Blandió un puño en dirección a Tharp y saltó salvajemente hacia Delagard en un frenético intento de asestarle una estocada. Pero Delagard consiguió, aunque por muy poco, esquivar la afilada punta del arpón. Miró por encima de su hombro, maldiciendo. La cara le brillaba de sudor; tenía los ojos llameantes y brillantes de furia.

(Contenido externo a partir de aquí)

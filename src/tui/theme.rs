// SPDX-FileCopyrightText: 2026 Galatea Authors
// SPDX-License-Identifier: MIT

use ratatui::style::{Color, Modifier, Style};

#[derive(Debug, Clone, Default)]
pub(crate) struct TuiTheme;

impl TuiTheme {
    pub(crate) fn base_style(&self) -> Style {
        Style::default()
    }

    pub(crate) fn panel_border_style(&self, focused: bool) -> Style {
        if focused {
            self.base_style().fg(Color::Yellow)
        } else {
            self.base_style()
        }
    }

    pub(crate) fn selection_style(&self) -> Style {
        self.base_style()
            .add_modifier(Modifier::REVERSED | Modifier::BOLD)
    }

    pub(crate) fn heading_style(&self) -> Style {
        self.base_style().fg(Color::LightGreen)
    }

    pub(crate) fn link_style(&self) -> Style {
        self.base_style().fg(Color::LightBlue)
    }

    pub(crate) fn status_style(&self) -> Style {
        self.base_style().fg(Color::Gray)
    }

    pub(crate) fn toast_style(&self) -> Style {
        self.base_style().fg(Color::Black).bg(Color::Yellow)
    }

    pub(crate) fn error_style(&self) -> Style {
        self.base_style().fg(Color::Red)
    }
}
// SPDX-FileCopyrightText: 2026 Galatea Authors
// SPDX-License-Identifier: MIT

//! The structural graph model: node and edge types, ids, and snapshots.

mod edge;
mod ids;
mod node;
mod snapshot;

pub use edge::{EdgeKind, GraphEdge};
pub use ids::{IdError, NodeId};
pub use node::{GraphNode, HeadingNode, NodeKind, ReferenceNode};
pub use snapshot::{DocumentStats, GraphSnapshot, SectionIndex};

Al pasar cerca del trinquete en aquella frenética lucha circular, Delagard levantó la vista y le gritó con tono de urgencia a Pilya, que estaba en la verga por encima de él:

—¡Ayúdame! ¡Rápido! ¡Tu cuchillo!

Rápidamente, Pilya se quitó el afilado cuchillo de hueso que llevaba siempre en torno a la cintura y se lo arrojó a Delagard, con funda y todo, cuando éste pasó por debajo. El lo cogió al vuelo con un violento golpe de mano, sacó el cuchillo y lo empuñó con todas sus fuerzas. Entonces se volvió en redondo y caminó a zancadas directamente hacia el asombrado Henders, que corría tras él a paso demasiado vivo como para detenerse. Henders chocó de lleno con él. Delagard apartó el largo arpón con un movimiento fuerte y brusco del antebrazo y se metió por debajo de él, mientras subía el otro brazo y hundía la hoja hasta la empuñadura en la garganta de Henders.

Henders gruñó y levantó los brazos. Parecía asombrado. El arpón salió despedido hacia un lado. Delagard, abrazando ahora a Henders como si fueran amantes, apoyó firmemente su otra mano sobre la nuca del ingeniero y con horrible ternura lo mantuvo erguido contra sí con la hoja del cuchillo firmemente clavada.